Puis, après une trentaine de longues secondes, je murmurai :

— Je ne crois pas. C’est un autre, que je ne connais pas.

Alik n’était pas maladroit à ce point dans sa démarche ! On eût juré que cet inconnu frappait volontairement les pierres, du bout de ses chaussures !

— Femmes, reprit le barbu, ramenez les enfants aux maisons et barricadez tout. Même touchés à mort, ces monstres n’hésitent pas à tuer tout ce qu’ils rencontrent.

Il y eut un flottement dans le groupe, une vague bousculade. Une main se posa sur mon épaule :

— Ne crains rien, dit Sark. Nous avons l’habitude.

— Oh, je ne crains rien !

C’était faux. La peur me rongeait. Par expérience, je savais ce qu’était un Tueur… puis je me dis que Sark le savait aussi, et qu’il n’en avait pas peur.

— Ils disposent d’une arme terrifiante ! soufflai-je.

— Oui, répondit-il, pensif… La mort à distance. Mais beaucoup en sont démunis, car après avoir tiré six fois, leur arme devient inutile. Elle ne fonctionne plus. Nous le savons, car nous leur en avons pris quelques-unes avant de les précipiter dans le torrent.

— En as-tu une ? fis-je.

— Non.

— Tiens, prends celle-ci.

Je lui tendis celle que j’avais subtilisée.

— J’ignore combien d’adversaires tu peux abattre, mais voilà comment cela fonctionne, Alik me l’a appris.

— Oh, je connais ! fit-il en riant.

Il saisit l’arme avec convoitise. Du bout du doigt, il manœuvra je ne sais quoi. Une pièce oblongue sortit sous l’engin. Après un rapide coup d’œil, il la remit en place d’une pression du pouce et dit :

— Quatre encore ! Merci, Clara…

Nul ne nous écoutait, car l’inattendu survenait. Là-haut, sur la colline, le Tueur hurlait en tonnerre, deux, trois fois :

— Venez ici, amis ! Un village de limaces ! Et, par nos dieux, je suis, ce me semble, sur le seul sentier qui permet d’y accéder… Ils ne pourront s’enfuir ! Notre plus belle chasse depuis des mois !

Ceux qui m’entouraient se concertaient à voix basse. Les enfants et les femmes s’étaient enfermés dans les maisons, à quelques dizaines de mètres de nous. Restaient près de moi une douzaine d’hommes.

Leur allure résolue fortifia ma conviction : ils étaient capables de se débarrasser d’un Tueur. Puis, main sur la bouche, je réprimai un petit cri. Ce n’était pas un seul ennemi qu’ils allaient combattre, mais trois !

Car surgissaient près de lui, dans un roulement de rocailles, deux autres Tueurs. Ces trois-là, je les connaissais : ils représentaient l’Ordre Établi.

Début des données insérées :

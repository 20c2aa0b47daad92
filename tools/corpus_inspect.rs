// Copyright 2025 Neuraville Inc.
// SPDX-License-Identifier: Apache-2.0

//! Pattern corpus inspector.
//!
//! Loads a saved movement-pattern document, rescores every sample, and reports
//! which samples the in-memory corpus would retain. With `--write <path>` the
//! retained set is saved as a fresh document.

use std::env;
use std::path::PathBuf;
use std::process;

use anyhow::{Context, Result};
use praxis::humanization::{
    CorpusDocument, MovementSample, PatternCorpus, ACCEPTANCE_THRESHOLD, CORPUS_CAPACITY,
};
use praxis::observability::{init_console_logging, parse_debug_flags, LoggingConfig};
use serde_json::json;

struct Args {
    input: PathBuf,
    output: Option<PathBuf>,
    json: bool,
}

fn usage_and_exit() -> ! {
    eprintln!(
        "Usage: corpus_inspect <corpus.json> [--write <path>] [--json] [--debug-<crate>]\n\n\
         Rescores each pattern and reports how many pass the acceptance threshold ({ACCEPTANCE_THRESHOLD})\n\
         and fit in the corpus (capacity {CORPUS_CAPACITY}).\n"
    );
    process::exit(2);
}

fn parse_args() -> Args {
    let mut input = None;
    let mut output = None;
    let mut json = false;

    let mut args = env::args().skip(1);
    while let Some(arg) = args.next() {
        match arg.as_str() {
            "--write" => {
                let v = args.next().unwrap_or_else(|| usage_and_exit());
                output = Some(PathBuf::from(v));
            }
            "--json" => json = true,
            "-h" | "--help" => usage_and_exit(),
            // Consumed by parse_debug_flags
            other if other.starts_with("--debug") => {}
            other if input.is_none() && !other.starts_with('-') => {
                input = Some(PathBuf::from(other));
            }
            other => {
                eprintln!("Unknown argument: {other}");
                usage_and_exit();
            }
        }
    }

    Args {
        input: input.unwrap_or_else(|| usage_and_exit()),
        output,
        json,
    }
}

struct Report {
    declared: usize,
    loaded: usize,
    rejected: usize,
    retained: usize,
    score_range: Option<(f64, f64)>,
}

fn inspect(document: CorpusDocument) -> (Report, PatternCorpus) {
    let declared = document.pattern_count;
    let mut corpus = PatternCorpus::new();
    let mut loaded = 0;
    let mut rejected = 0;

    for mut sample in document.into_samples() {
        loaded += 1;
        rescore(&mut sample);
        if !corpus.ingest(sample) {
            rejected += 1;
        }
    }

    let report = Report {
        declared,
        loaded,
        rejected,
        retained: corpus.len(),
        score_range: corpus.score_range(),
    };
    (report, corpus)
}

// Stored scores are not trusted
fn rescore(sample: &mut MovementSample) {
    let stored = sample.naturalness_score;
    let fresh = sample.rescore();
    if (stored - fresh).abs() > 1e-6 {
        tracing::debug!("[CORPUS] Rescored sample {stored:.3} -> {fresh:.3}");
    }
}

fn main() -> Result<()> {
    let args = parse_args();
    init_console_logging(&parse_debug_flags(), &LoggingConfig::with_level("warn"))
        .context("failed to initialise logging")?;

    let document = CorpusDocument::load(&args.input)
        .with_context(|| format!("failed to load {}", args.input.display()))?;
    let (report, corpus) = inspect(document);

    if args.json {
        let range = report.score_range.map(|(lo, hi)| json!({ "min": lo, "max": hi }));
        let out = json!({
            "input": args.input.display().to_string(),
            "declared": report.declared,
            "loaded": report.loaded,
            "rejected": report.rejected,
            "retained": report.retained,
            "score_range": range,
        });
        println!("{}", serde_json::to_string_pretty(&out)?);
    } else {
        println!("Corpus: {}", args.input.display());
        println!("  declared:  {}", report.declared);
        println!("  loaded:    {}", report.loaded);
        println!("  rejected:  {} (score <= {ACCEPTANCE_THRESHOLD})", report.rejected);
        println!("  retained:  {} / {CORPUS_CAPACITY}", report.retained);
        match report.score_range {
            Some((lo, hi)) => println!("  scores:    {lo:.3} .. {hi:.3}"),
            None => println!("  scores:    -"),
        }
    }

    if let Some(path) = args.output {
        CorpusDocument::from_samples(corpus.samples())
            .save(&path)
            .with_context(|| format!("failed to write {}", path.display()))?;
    }

    Ok(())
}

Lentement, malhabiles, ils commencèrent à dévaler le sentier.

* *
*

— Pourquoi ne les assaillez-vous pas alors qu’ils vacillent sur ces pierres instables ? murmurai-je.

Sark, qui ne me quittait pas d’une semelle, répondit, une flambée de colère au fond des yeux :

— Nous devrions alors les attaquer d’homme à homme, car la sente est trop étroite pour qu’on s’y engage à deux de front. Or…

— Qu’y a-t-il, Sark ?

Il avoua, rageur :

— En combat singulier, un Tueur contre l’un de nous, le nôtre est presque toujours vaincu. Ils sont mieux armés, et plus accoutumés que nous à se battre. C’est pourquoi nous ne nous dispersons jamais.

Cependant, cette tactique, nouvelle à leurs yeux, parut inquiéter ceux de l’Ordre Établi. L’un d’eux cria, brandissant un sabre avec défi :

— Nous représentons l’Ordre Établi, c’est-à-dire les Maîtres du monde, les Tueurs ! Dispersez-vous, limaces, que nous puissions conduire notre chasse selon notre bon plaisir !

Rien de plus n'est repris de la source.